What I don't understand is, if T is optional, i.e. in the case of T? or (T)?, what's the point of being always possible to access .0 and gets exactly itself? Is it an intended feature with some real usecases, or just an unavoidable by-product?

The question is not how to 'fix' it, but why it is like this.

Or, it's because I'm reading it wrong... T?.0 should actually be (T?).0?

回答1:

• If x is a tuple then x.i returns the i-th component.
• If x is not a tuple then x.0 is treated as (x).0 and returns x (and x.i is an error for any i > 0).

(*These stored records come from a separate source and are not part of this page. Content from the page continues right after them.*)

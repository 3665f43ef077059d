use std::fmt;
use std::str::FromStr;

use chrono::{DateTime, Utc};
use serde::{Deserialize, Serialize};
use uuid::Uuid;

use crate::error::ProcurementError;

// ============================================================================
// Identity Entities
// ============================================================================

#[derive(Debug, Clone, PartialEq, Serialize, Deserialize)]
pub struct Employee {
    pub id: Uuid,
    pub username: String,
    pub first_name: Option<String>,
    pub last_name: Option<String>,
    pub created_at: DateTime<Utc>,
    pub deleted_at: Option<DateTime<Utc>>,
}

impl Employee {
    pub fn new(username: impl Into<String>) -> Self {
        Self {
            id: Uuid::new_v4(),
            username: username.into(),
            first_name: None,
            last_name: None,
            created_at: Utc::now(),
            deleted_at: None,
        }
    }
}

#[derive(Debug, Clone, Copy, PartialEq, Eq, Serialize, Deserialize)]
pub enum OrganizationKind {
    IE,
    LLC,
    JSC,
}

impl OrganizationKind {
    pub fn as_str(&self) -> &'static str {
        match self {
            OrganizationKind::IE => "IE",
            OrganizationKind::LLC => "LLC",
            OrganizationKind::JSC => "JSC",
        }
    }
}

impl fmt::Display for OrganizationKind {
    fn fmt(&self, f: &mut fmt::Formatter<'_>) -> fmt::Result {
        f.write_str(self.as_str())
    }
}

impl FromStr for OrganizationKind {
    type Err = ProcurementError;

    fn from_str(s: &str) -> Result<Self, Self::Err> {
        match s {
            "IE" => Ok(OrganizationKind::IE),
            "LLC" => Ok(OrganizationKind::LLC),
            "JSC" => Ok(OrganizationKind::JSC),
            other => Err(ProcurementError::invalid_enum("organization type", other)),
        }
    }
}

#[derive(Debug, Clone, PartialEq, Serialize, Deserialize)]
pub struct Organization {
    pub id: Uuid,
    pub name: String,
    pub description: Option<String>,
    pub kind: OrganizationKind,
    pub created_at: DateTime<Utc>,
    pub deleted_at: Option<DateTime<Utc>>,
}

impl Organization {
    pub fn new(name: impl Into<String>, kind: OrganizationKind) -> Self {
        Self {
            id: Uuid::new_v4(),
            name: name.into(),
            description: None,
            kind,
            created_at: Utc::now(),
            deleted_at: None,
        }
    }
}

/// Binds an employee to the organization they act for; at most one per employee
#[derive(Debug, Clone, PartialEq, Eq, Serialize, Deserialize)]
pub struct Membership {
    pub id: Uuid,
    pub organization_id: Uuid,
    pub employee_id: Uuid,
}

impl Membership {
    pub fn new(organization_id: Uuid, employee_id: Uuid) -> Self {
        Self {
            id: Uuid::new_v4(),
            organization_id,
            employee_id,
        }
    }
}

#[cfg(test)]
mod tests {
    use super::*;

    #[test]
    fn test_organization_kind_parsing() {
        assert_eq!("LLC".parse::<OrganizationKind>().unwrap(), OrganizationKind::LLC);
        assert!("llc".parse::<OrganizationKind>().is_err());
    }

    #[test]
    fn test_new_employee_is_live() {
        let employee = Employee::new("alice");
        assert_eq!(employee.username, "alice");
        assert!(employee.deleted_at.is_none());
    }
}
// ============================================================================
// Tender Domain - Business Logic for the Tender Aggregate
// ============================================================================
//
// This module contains ALL Tender-specific code:
// - Value objects (ServiceType, TenderStatus)
// - Aggregate (Tender, TenderContent, TenderPatch)
// - Commands (CreateTender, SetTenderStatus, PatchTender, RollbackTender)
// - Views returned to the boundary layer
// - Command handler and read-only queries
//
// ============================================================================

pub mod value_objects;
pub mod aggregate;
pub mod commands;
pub mod views;
pub mod command_handler;
pub mod queries;

// Re-export for convenience
pub use value_objects::*;
pub use aggregate::*;
pub use commands::*;
pub use views::*;
pub use command_handler::*;
pub use queries::*;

An optional is not a tuple, so x.0 returns x for any optional type. This applies to your

let quux: (Int, String)? = (1, "abc")

and therefore

quux, quux.0, quux.0.0

are all identical, and quux.1 is an error. quux! is a tuple, therefore

quux!.0 == 1
quux!.1 == "abc"

Relevant part of the documentation:

Tuple Type
...
If there is only one element inside the parentheses, the type is simply the type of that element. For example, the type of (Int) is Int, not (Int).

Update for Swift 2.1/Xcode 7.1.1: Apparently, treating any variable as a "one-element tuple" does not work anymore:

let foo: Int = 1
let bar = foo.0 // error: value of type 'Int' has no member '0'

回答2:

You asked: Why is it possible to access the .0 element of an optional tuple in Swift?

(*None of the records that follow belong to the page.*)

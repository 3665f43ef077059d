use std::sync::Arc;

use uuid::Uuid;

use crate::domain::authorization::{Actor, AuthorizationResolver};
use crate::error::{ProcurementError, Result};
use crate::storage::VersionedRepository;
use crate::versioning::core::Versioned;

use super::versioned_store::VersionedStore;

// ============================================================================
// Rollback Engine
// ============================================================================
//
// Rollback never rewinds history. The target snapshot's content is copied
// onto the live row and committed as a NEW version (head + 1), so every
// version number ever issued stays in the snapshot table.
//
// ============================================================================

pub struct RollbackEngine {
    store: Arc<VersionedStore>,
    authz: Arc<AuthorizationResolver>,
}

impl RollbackEngine {
    pub fn new(store: Arc<VersionedStore>, authz: Arc<AuthorizationResolver>) -> Self {
        Self { store, authz }
    }

    pub async fn rollback<T, R>(
        &self,
        repo: &R,
        entity_id: Uuid,
        target_version: i64,
        actor: &Actor,
    ) -> Result<T>
    where
        T: Versioned,
        R: VersionedRepository<T> + ?Sized,
    {
        let snapshot = repo
            .find_snapshot(entity_id, target_version)
            .await?
            .ok_or_else(|| ProcurementError::not_found(T::KIND, entity_id))?;

        self.authz.authorize_snapshot(actor, T::KIND, &snapshot)?;

        let mut live = repo.find_live(entity_id).await?.ok_or_else(|| {
            ProcurementError::Internal(format!(
                "{} {} has snapshots but no live row",
                T::KIND,
                entity_id
            ))
        })?;

        let from_version = live.version();
        self.store
            .apply_mutation(&mut live, |entity| entity.restore(&snapshot.content))
            .await?;

        self.store.metrics().record_rollback(T::KIND.as_str());
        tracing::info!(
            kind = %T::KIND,
            id = %entity_id,
            target_version,
            from_version,
            new_version = live.version(),
            actor = %actor.username(),
            "⏪ Rolled back"
        );

        Ok(live)
    }
}
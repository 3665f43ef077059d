use uuid::Uuid;

// ============================================================================
// Tender Commands - Represent user intent
// ============================================================================
//
// Enum-valued fields arrive as raw strings and are parsed by the handler
// before any store call.
//
// ============================================================================

#[derive(Debug, Clone)]
pub enum TenderCommand {
    CreateTender {
        name: String,
        description: String,
        service_type: String,
        organization_id: Uuid,
        creator_username: String,
    },
    SetTenderStatus {
        tender_id: Uuid,
        username: String,
        status: String,
    },
    PatchTender {
        tender_id: Uuid,
        username: String,
        name: Option<String>,
        description: Option<String>,
        service_type: Option<String>,
        status: Option<String>,
    },
    RollbackTender {
        tender_id: Uuid,
        version: i64,
        username: String,
    },
}
mod batch;
mod rollback;
mod versioned_store;

pub use batch::{MutationBatch, StagedWrite, VersionedWrite};
pub use rollback::RollbackEngine;
pub use versioned_store::VersionedStore;
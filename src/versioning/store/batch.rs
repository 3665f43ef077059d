use crate::domain::bid::{Bid, Feedback};
use crate::domain::tender::Tender;
use crate::error::{ProcurementError, Result};
use crate::versioning::core::{EntityKind, Snapshot, Versioned};

// ============================================================================
// Mutation Batch - Unit of Atomic Write
// ============================================================================
//
// A batch collects every write a use case needs (live rows, snapshots,
// feedback) and is committed by the store in ONE transaction: either all
// writes land or none do.
//
// Versioned writes carry the version the caller read. The store applies them
// as compare-and-swap on that version and reports `Conflict` on mismatch.
//
// ============================================================================

/// A live row plus the snapshot that records it
#[derive(Debug, Clone)]
pub struct VersionedWrite<T: Versioned> {
    pub entity: T,
    /// `None` for the creation write, otherwise the version read before mutating
    pub expected_version: Option<i64>,
    pub snapshot: Snapshot<T::Content>,
}

impl<T: Versioned> VersionedWrite<T> {
    pub fn is_insert(&self) -> bool {
        self.expected_version.is_none()
    }
}

/// Store-level union of everything a batch can hold
#[derive(Debug, Clone)]
pub enum StagedWrite {
    Tender(VersionedWrite<Tender>),
    Bid(VersionedWrite<Bid>),
    Feedback(Feedback),
}

impl StagedWrite {
    pub fn entity_kind(&self) -> Option<EntityKind> {
        match self {
            StagedWrite::Tender(_) => Some(EntityKind::Tender),
            StagedWrite::Bid(_) => Some(EntityKind::Bid),
            StagedWrite::Feedback(_) => None,
        }
    }
}

#[derive(Debug, Default)]
pub struct MutationBatch {
    writes: Vec<StagedWrite>,
}

impl MutationBatch {
    pub fn new() -> Self {
        Self::default()
    }

    /// Stage the creation of a fresh entity together with its first snapshot
    pub fn stage_insert<T: Versioned>(&mut self, entity: &T) -> Result<()> {
        if entity.version() != 1 {
            return Err(ProcurementError::Internal(format!(
                "{} {} must start at version 1, got {}",
                T::KIND,
                entity.id(),
                entity.version()
            )));
        }

        self.writes.push(T::into_staged(VersionedWrite {
            entity: entity.clone(),
            expected_version: None,
            snapshot: Snapshot::capture(entity),
        }));
        Ok(())
    }

    /// Run `mutator`, advance the version by one and stage the live row plus
    /// a snapshot of the post-mutation state.
    pub fn stage_mutation<T, F>(&mut self, entity: &mut T, mutator: F)
    where
        T: Versioned,
        F: FnOnce(&mut T),
    {
        let expected_version = entity.version();
        mutator(entity);
        entity.set_version(expected_version + 1);

        self.writes.push(T::into_staged(VersionedWrite {
            entity: entity.clone(),
            expected_version: Some(expected_version),
            snapshot: Snapshot::capture(entity),
        }));
    }

    pub fn stage_feedback(&mut self, feedback: Feedback) {
        self.writes.push(StagedWrite::Feedback(feedback));
    }

    pub fn writes(&self) -> &[StagedWrite] {
        &self.writes
    }

    pub fn into_writes(self) -> Vec<StagedWrite> {
        self.writes
    }

    pub fn len(&self) -> usize {
        self.writes.len()
    }

    pub fn is_empty(&self) -> bool {
        self.writes.is_empty()
    }
}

I think the answer is: it is possible to access the .0 element of an optional tuple in Swift because it is possible to access the .0 element of any type in Swift.

So you are not seeing a special behavior related to optional tuple types. You're seeing a general behavior related to tuple accessors.

So then the real question is, why is there this general behavior? Why is it in general possible to apply a .0 tuple accessor to any type in Swift? The documentation states that "the type of (Int) is Int, not (Int)", but that does not explain why this is so or why it should work the other way so that a Int can be treated as a (Int).

I am not sure why, but I suspect the answer has to do with the fact tuples are structs, and structs in general are designed to require as little as possible overhead for memory allocation, memory dereferencing, and other runtime costs. That minimum overhead is in fact zero overhead in many cases, and then in some sense the struct is the same as its contents. So if you create a value of type Foo as follows:

struct Foo<T> { let foo:T }
let myValue:Foo<Int> = Foo(foo: Int(2))

Then the resulting value myValue at runtime is in some sense represented exactly the same as a plain Int. The surrounding type information and the fact that the Int is "contained" in a Foo does not translate into some kind of runtime structure of one thing containing another or pointing to another.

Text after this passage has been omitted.